Available data Start Marker
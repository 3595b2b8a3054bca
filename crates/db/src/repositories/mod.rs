pub mod booking;
pub mod class;
pub mod signup;
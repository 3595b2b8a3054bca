use axum::{routing::get, Json, Router};
use serde::Serialize;
use std::sync::Arc;

use crate::ApiState;

#[derive(Serialize)]
struct HealthResponse {
    status: String,
}

#[derive(Serialize)]
struct VersionResponse {
    version: String,
}

async fn health_check() -> Json<HealthResponse> {
    Json(HealthResponse {
        status: "ok".to_string(),
    })
}

async fn version() -> Json<VersionResponse> {
    Json(VersionResponse {
        version: env!("CARGO_PKG_VERSION").to_string(),
    })
}

pub fn routes() -> Router<Arc<ApiState>> {
    Router::new()
        .route("/health", get(health_check))
        .route("/version", get(version))
}
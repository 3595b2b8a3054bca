//! Static studio configuration: business identity, weekly hours, and the
//! class-type catalog. This is compile-time data with no runtime mutation;
//! the admin workflows never write here.

use serde::Serialize;

pub const STUDIO_NAME: &str = "Seen Fitness";
pub const STUDIO_TAGLINE: &str = "A fitness program that actually sees you.";
pub const STUDIO_EMAIL: &str = "hello@seenfitness.com";
pub const STUDIO_PHONE: &str = "(770) 555-0123";
pub const STUDIO_CITY: &str = "Lilburn, GA";

/// One entry in the class-type catalog. Capacity here is the recommended
/// cap for the type; the per-session capacity on a scheduled class may
/// differ.
#[derive(Debug, Clone, Copy, PartialEq, Eq, Serialize)]
pub struct ClassTypeOption {
    pub name: &'static str,
    pub slug: &'static str,
    pub description: &'static str,
    pub default_capacity: i32,
}

pub const CLASS_TYPES: [ClassTypeOption; 3] = [
    ClassTypeOption {
        name: "Strength & Conditioning",
        slug: "strength-conditioning",
        description: "Small-group strength work with real coaching and individual scaling, \
                      from first barbell session to new PR.",
        default_capacity: 12,
    },
    ClassTypeOption {
        name: "Kickboxing & Self-Defense",
        slug: "kickboxing",
        description: "Striking technique, cardio endurance, and self-defense awareness, \
                      adjusted to every level.",
        default_capacity: 16,
    },
    ClassTypeOption {
        name: "Somatic Movement",
        slug: "somatic-movement",
        description: "Breathwork and mindful movement to release chronic tension and \
                      reconnect mind and body.",
        default_capacity: 8,
    },
];

#[derive(Debug, Clone, Copy, PartialEq, Eq, Serialize)]
pub struct DayHours {
    pub day: &'static str,
    pub hours: &'static str,
}

pub const WEEKLY_HOURS: [DayHours; 7] = [
    DayHours { day: "Monday", hours: "6:00 AM - 8:00 PM" },
    DayHours { day: "Tuesday", hours: "6:00 AM - 8:00 PM" },
    DayHours { day: "Wednesday", hours: "6:00 AM - 8:00 PM" },
    DayHours { day: "Thursday", hours: "6:00 AM - 8:00 PM" },
    DayHours { day: "Friday", hours: "6:00 AM - 6:00 PM" },
    DayHours { day: "Saturday", hours: "8:00 AM - 12:00 PM" },
    DayHours { day: "Sunday", hours: "Closed" },
];

pub fn class_type_by_slug(slug: &str) -> Option<&'static ClassTypeOption> {
    CLASS_TYPES.iter().find(|option| option.slug == slug)
}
Available data End Marker
### What is expected
Wherever the word "Router" appears in the listing above, copy the whole line.

### Answer
use axum::{routing::get, Json, Router};
pub fn routes() -> Router<Arc<ApiState>> {
    Router::new()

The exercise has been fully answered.